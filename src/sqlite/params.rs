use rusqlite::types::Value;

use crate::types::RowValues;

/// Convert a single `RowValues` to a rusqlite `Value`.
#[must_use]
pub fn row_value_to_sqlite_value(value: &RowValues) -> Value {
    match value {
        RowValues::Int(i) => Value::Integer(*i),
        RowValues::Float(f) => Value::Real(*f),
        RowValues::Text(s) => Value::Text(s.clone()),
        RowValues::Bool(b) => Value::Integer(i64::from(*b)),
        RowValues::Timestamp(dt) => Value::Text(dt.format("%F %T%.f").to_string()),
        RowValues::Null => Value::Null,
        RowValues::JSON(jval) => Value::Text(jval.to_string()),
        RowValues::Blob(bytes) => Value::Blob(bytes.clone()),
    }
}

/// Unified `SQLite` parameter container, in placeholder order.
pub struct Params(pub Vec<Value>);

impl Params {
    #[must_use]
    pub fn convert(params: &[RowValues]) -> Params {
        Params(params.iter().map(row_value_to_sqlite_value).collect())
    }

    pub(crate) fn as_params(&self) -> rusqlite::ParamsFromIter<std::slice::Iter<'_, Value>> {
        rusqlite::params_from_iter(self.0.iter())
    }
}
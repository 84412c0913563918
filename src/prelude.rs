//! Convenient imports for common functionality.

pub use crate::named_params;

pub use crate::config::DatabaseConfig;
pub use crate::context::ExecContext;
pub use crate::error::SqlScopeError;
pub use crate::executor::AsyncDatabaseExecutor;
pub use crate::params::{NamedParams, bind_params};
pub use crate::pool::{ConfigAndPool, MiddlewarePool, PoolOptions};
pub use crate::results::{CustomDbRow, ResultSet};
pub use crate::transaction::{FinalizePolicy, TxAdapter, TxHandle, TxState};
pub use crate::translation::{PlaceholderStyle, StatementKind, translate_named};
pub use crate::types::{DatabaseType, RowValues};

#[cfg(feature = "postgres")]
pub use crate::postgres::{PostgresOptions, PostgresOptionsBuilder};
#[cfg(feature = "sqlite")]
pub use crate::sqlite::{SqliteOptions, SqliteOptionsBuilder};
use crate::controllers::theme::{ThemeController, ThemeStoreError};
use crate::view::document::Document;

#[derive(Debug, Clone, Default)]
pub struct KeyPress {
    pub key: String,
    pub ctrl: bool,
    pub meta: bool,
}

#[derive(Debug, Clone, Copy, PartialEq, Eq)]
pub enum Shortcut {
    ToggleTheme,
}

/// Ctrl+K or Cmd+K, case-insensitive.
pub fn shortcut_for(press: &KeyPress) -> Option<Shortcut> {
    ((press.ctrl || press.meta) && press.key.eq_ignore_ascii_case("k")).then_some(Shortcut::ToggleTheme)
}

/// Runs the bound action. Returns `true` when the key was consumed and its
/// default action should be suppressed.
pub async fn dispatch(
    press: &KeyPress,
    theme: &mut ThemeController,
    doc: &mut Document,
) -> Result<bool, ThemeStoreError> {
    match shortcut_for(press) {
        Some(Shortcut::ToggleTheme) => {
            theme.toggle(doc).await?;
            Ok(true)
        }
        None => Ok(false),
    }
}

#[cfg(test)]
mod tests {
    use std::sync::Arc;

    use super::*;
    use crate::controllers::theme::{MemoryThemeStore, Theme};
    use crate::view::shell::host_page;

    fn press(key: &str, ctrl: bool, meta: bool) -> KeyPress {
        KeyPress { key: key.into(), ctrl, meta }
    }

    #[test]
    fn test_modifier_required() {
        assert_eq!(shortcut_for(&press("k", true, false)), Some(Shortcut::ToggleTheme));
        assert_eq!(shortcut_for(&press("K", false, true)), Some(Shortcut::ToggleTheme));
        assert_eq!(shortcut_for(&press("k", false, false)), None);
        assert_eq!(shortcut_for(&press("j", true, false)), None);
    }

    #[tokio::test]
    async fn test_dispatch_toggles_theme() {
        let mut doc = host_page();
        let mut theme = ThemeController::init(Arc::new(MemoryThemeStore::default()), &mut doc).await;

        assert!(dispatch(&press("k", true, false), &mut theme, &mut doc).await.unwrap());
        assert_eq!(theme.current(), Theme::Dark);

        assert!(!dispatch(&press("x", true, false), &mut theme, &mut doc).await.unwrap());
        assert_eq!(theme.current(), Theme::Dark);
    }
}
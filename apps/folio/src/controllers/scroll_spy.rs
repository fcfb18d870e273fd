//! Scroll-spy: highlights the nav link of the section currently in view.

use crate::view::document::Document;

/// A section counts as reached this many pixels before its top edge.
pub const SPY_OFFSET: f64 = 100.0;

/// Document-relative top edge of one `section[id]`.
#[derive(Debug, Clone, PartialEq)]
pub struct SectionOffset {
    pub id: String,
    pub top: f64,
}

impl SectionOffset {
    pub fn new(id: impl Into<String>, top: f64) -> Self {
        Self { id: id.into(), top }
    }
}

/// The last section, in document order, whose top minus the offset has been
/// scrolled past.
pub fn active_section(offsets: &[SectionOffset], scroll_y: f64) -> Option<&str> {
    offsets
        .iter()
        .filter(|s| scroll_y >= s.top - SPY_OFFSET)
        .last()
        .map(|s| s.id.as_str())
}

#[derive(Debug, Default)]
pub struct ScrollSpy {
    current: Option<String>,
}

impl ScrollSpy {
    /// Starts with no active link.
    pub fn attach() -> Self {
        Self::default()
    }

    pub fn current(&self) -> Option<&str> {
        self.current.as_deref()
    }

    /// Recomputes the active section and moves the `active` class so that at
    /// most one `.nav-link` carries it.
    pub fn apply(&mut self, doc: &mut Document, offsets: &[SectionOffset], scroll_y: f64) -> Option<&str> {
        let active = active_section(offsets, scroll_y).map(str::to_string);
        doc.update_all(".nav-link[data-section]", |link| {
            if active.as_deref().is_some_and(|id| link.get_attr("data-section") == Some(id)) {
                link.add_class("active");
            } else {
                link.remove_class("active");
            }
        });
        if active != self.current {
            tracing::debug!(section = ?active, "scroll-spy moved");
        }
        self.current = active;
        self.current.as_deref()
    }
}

## Work instruction
Report how many lines above hold "offsets", number only.

## Answer box
4